:: Dataset records

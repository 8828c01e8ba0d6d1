#![cfg_attr(feature = "fail-on-warnings", deny(warnings))]
#![warn(clippy::all, clippy::pedantic, clippy::nursery, clippy::cargo)]
#![allow(clippy::multiple_crate_versions, clippy::cargo_common_metadata)]

//! CLI entry point for the title translation stage.

use std::path::PathBuf;
use std::sync::Arc;

use clap::Parser;
use photocard_dataset::{null_progress, paths};
use photocard_translate::GoogleTranslator;

#[derive(Parser)]
#[command(
    name = "photocard_translate",
    about = "Translate merged listing titles to English"
)]
struct Cli {
    /// Directory of merged CSVs
    #[arg(long)]
    csv_dir: Option<PathBuf>,

    /// Path of the combined training CSV to write
    #[arg(long)]
    output: Option<PathBuf>,

    /// Path of the persistent translation cache
    #[arg(long)]
    cache: Option<PathBuf>,

    /// Number of concurrent translation requests (defaults to host
    /// parallelism)
    #[arg(long)]
    workers: Option<usize>,
}

#[tokio::main]
async fn main() -> Result<(), Box<dyn std::error::Error>> {
    pretty_env_logger::init();
    let cli = Cli::parse();

    let csv_dir = cli.csv_dir.unwrap_or_else(paths::merged_csv_dir);
    let output = cli.output.unwrap_or_else(paths::training_csv_path);
    let cache = cli.cache.unwrap_or_else(paths::translation_cache_path);
    let workers = cli.workers.unwrap_or_else(|| {
        std::thread::available_parallelism().map_or(1, std::num::NonZeroUsize::get)
    });

    let translator = Arc::new(GoogleTranslator::ja_to_en()?);
    let written = photocard_translate::run(
        &csv_dir,
        &output,
        &cache,
        workers,
        translator,
        &null_progress(),
    )
    .await?;

    log::info!("Wrote {written} training rows to {}", output.display());
    Ok(())
}
//! Fitted price scaler.
//!
//! Training standardizes log-prices before fitting the head; at inference
//! we invert that transform. The scaler file carries the fitted `mean`
//! and `scale` arrays (one element each — prices are the only target).

use std::path::Path;

use serde::Deserialize;

use crate::PredictError;

#[derive(Deserialize)]
struct ScalerFile {
    mean: Vec<f64>,
    scale: Vec<f64>,
}

/// A fitted standard scaler over a single target column.
#[derive(Debug, Clone, Copy, PartialEq)]
pub struct PriceScaler {
    mean: f64,
    scale: f64,
}

impl PriceScaler {
    /// Creates a scaler from its fitted parameters.
    #[must_use]
    pub const fn new(mean: f64, scale: f64) -> Self {
        Self { mean, scale }
    }

    /// Loads the scaler from its JSON file.
    ///
    /// # Errors
    ///
    /// Returns [`PredictError`] if the file cannot be read or holds no
    /// fitted parameters.
    pub fn load(path: &Path) -> Result<Self, PredictError> {
        let raw = std::fs::read_to_string(path)?;
        let file: ScalerFile = serde_json::from_str(&raw)?;

        match (file.mean.first(), file.scale.first()) {
            (Some(&mean), Some(&scale)) => Ok(Self::new(mean, scale)),
            _ => Err(PredictError::Weights {
                message: format!("scaler file {} holds no fitted parameters", path.display()),
            }),
        }
    }

    /// Maps a standardized value back to the original (log-price) space.
    #[must_use]
    pub fn inverse_transform(&self, value: f64) -> f64 {
        value * self.scale + self.mean
    }
}

#[cfg(test)]
mod tests {
    use super::*;

    #[test]
    fn inverse_transform_undoes_standardization() {
        let scaler = PriceScaler::new(7.2, 1.4);
        let standardized = (9.0 - 7.2) / 1.4;
        assert!((scaler.inverse_transform(standardized) - 9.0).abs() < 1e-12);
    }

    #[test]
    fn loads_fitted_parameters_from_json() {
        let dir = std::env::temp_dir().join("photocard_predict_scaler");
        let _ = std::fs::remove_dir_all(&dir);
        std::fs::create_dir_all(&dir).unwrap();
        let path = dir.join("price_scaler.json");
        std::fs::write(&path, r#"{"mean": [6.9], "scale": [1.1]}"#).unwrap();

        let scaler = PriceScaler::load(&path).unwrap();
        assert_eq!(scaler, PriceScaler::new(6.9, 1.1));
    }

    #[test]
    fn rejects_empty_parameter_arrays() {
        let dir = std::env::temp_dir().join("photocard_predict_scaler_empty");
        let _ = std::fs::remove_dir_all(&dir);
        std::fs::create_dir_all(&dir).unwrap();
        let path = dir.join("price_scaler.json");
        std::fs::write(&path, r#"{"mean": [], "scale": []}"#).unwrap();

        assert!(matches!(
            PriceScaler::load(&path),
            Err(PredictError::Weights { .. })
        ));
    }
}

::::

Pull out all lines from the listing that contain the string "target".

//! and `scale` arrays (one element each — prices are the only target).
/// A fitted standard scaler over a single target column.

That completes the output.